How the Chicago Bears can use some recent disrespect as motivation against the Cowboys.
On Thursday night, the Chicago Bears will enter their game with the Dallas Cowboys on a mini-winning streak. Granted two games are not much of a streak, but with the way the season has gone, any positive momentum is welcomed. And for a team that has been disrespected nationally (and at times for good reason), they may find motivation in the betting line of all things.
The Bears opened as a three-point underdog at home against a Cowboys team that is reeling as of late. Not only did they get embarrassed at home on national television by the Buffalo Bills, but owner Jerry Jones‘ comments before the game about head coach Jason Garrett have done nothing but serve as a giant distraction.
And now they travel to Chicago, where the conditions will be less than the pristine ones inside their climate-controlled stadium to take on a team that has won its last two games and is playing with some confidence.
While those two wins have come against the New York Giants and Detroit Lions, it’s not as if the Cowboys have been world-beaters this year. Like the Bears, the Cowboys are 6-6 but play in the brutally bad NFC East, where the rest of the division is a combined 10-26.
Moreover, the Cowboys’ six wins have come against the Giants (twice), Washington Redskins, Miami Dolphins, Philadelphia Eagles, and Lions. While the Bears may not have a signature win on their schedule, they did beat the Minnesota Vikings, as well as the Denver Broncos on the road, which is a very difficult place to win in September.

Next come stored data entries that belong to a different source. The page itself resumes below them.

impl ContextState {
    fn new() -> Self {
        Self {
            scopes: ContextScope::all()
                .iter()
                .map(|scope| (*scope, HashMap::new()))
                .collect(),
            sessions: HashMap::new(),
            users: HashMap::new(),
        }
    }

    fn table(&mut self, scope: ContextScope) -> &mut HashMap<String, ContextEntry> {
        self.scopes.entry(scope).or_default()
    }

    /// Get or create a user, evicting the least recently active idle user
    /// when the cap is reached
    fn user_mut(&mut self, user_id: &str, max_users: usize) -> &mut UserContext {
        if !self.users.contains_key(user_id) {
            if self.users.len() >= max_users {
                self.evict_idle_user(max_users);
            }
            debug!(user_id, "Created user context");
        }
        self.users
            .entry(user_id.to_string())
            .or_insert_with(|| UserContext::new(user_id))
    }

    fn evict_idle_user(&mut self, max_users: usize) {
        let with_sessions: HashSet<&UserId> = self.sessions.values().collect();
        let candidate = self
            .users
            .values()
            .filter(|u| !with_sessions.contains(&u.user_id))
            .min_by_key(|u| u.last_activity)
            .map(|u| u.user_id.clone());

        match candidate {
            Some(user_id) => {
                self.users.remove(&user_id);
                info!(%user_id, max_users, "Evicted least recently active user context");
            }
            None => warn!(
                max_users,
                "All user contexts have active sessions; exceeding user cap"
            ),
        }
    }

    /// Remove every SESSION entry namespaced under `session_id`
    fn purge_session_keys(&mut self, session_id: &str) -> usize {
        let prefix = format!("{}:", session_id);
        let table = self.table(ContextScope::Session);
        let before = table.len();
        table.retain(|key, _| !key.starts_with(&prefix));
        before - table.len()
    }

    fn purge_expired(&mut self, now: DateTime<Utc>) -> usize {
        let mut removed = 0;
        for table in self.scopes.values_mut() {
            let before = table.len();
            table.retain(|_, entry| !entry.is_expired_at(now));
            removed += before - table.len();
        }
        removed
    }
}

/// Key under which an entry is stored in its scope table
fn effective_key(key: &str, scope: ContextScope, session_id: Option<&str>) -> String {
    match (scope, session_id) {
        (ContextScope::Session, Some(session_id)) => format!("{}:{}", session_id, key),
        _ => key.to_string(),
    }
}

async fn run_cleanup_loop(
    state: Arc<Mutex<ContextState>>,
    interval: StdDuration,
    cancel: CancellationToken,
) {
    let mut ticker = tokio::time::interval(interval);
    ticker.set_missed_tick_behavior(tokio::time::MissedTickBehavior::Delay);
    // The first tick completes immediately; the first sweep runs one interval in.
    ticker.tick().await;

    loop {
        tokio::select! {
            _ = cancel.cancelled() => break,
            _ = ticker.tick() => {
                let removed = state.lock().await.purge_expired(Utc::now());
                if removed > 0 {
                    info!(removed, "Cleaned up expired context entries");
                }
            }
        }
    }
    debug!("Context cleanup loop exited");
}

/// Scoped key/value store with sessions and per-user state
pub struct ContextManager {
    config: ContextConfig,
    state: Arc<Mutex<ContextState>>,
    cleanup: Mutex<Option<BackgroundTask>>,
}
//! Context manager error types

use super::types::ContextScope;

/// Error type for context operations
#[derive(Debug, thiserror::Error)]
pub enum ContextError {
    #[error("Context key must not be empty")]
    InvalidKey,

    #[error("Expiry {ttl} is out of range")]
    InvalidTtl { ttl: chrono::Duration },

    #[error("Scope {scope} is full (capacity {capacity})")]
    ScopeFull { scope: ContextScope, capacity: usize },

    #[error("Session not found: {0}")]
    SessionNotFound(String),

    #[error("User context not found: {0}")]
    UserNotFound(String),
}

/// Result type for context operations
pub type ContextResult<T> = Result<T, ContextError>;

When you stack the resumes side by side, it’s hard to understand how the Cowboys are favored in this game. Perhaps it really comes down to the sharps and betting public having more confidence in Dak Prescott than Mitchell Trubisky, but Prescott has been mighty pedestrian in his last two games. In those starts against the New England Patriots and Bills, he had a 64.2 and 91.8 passer rating respectively, with two touchdowns and two interceptions, completing 61 percent of his passes in that stretch.
Perhaps the Bears are asking themselves the same question. While it’s not as if a team fighting for its playoff life needs more motivation, but it certainly can’t hurt.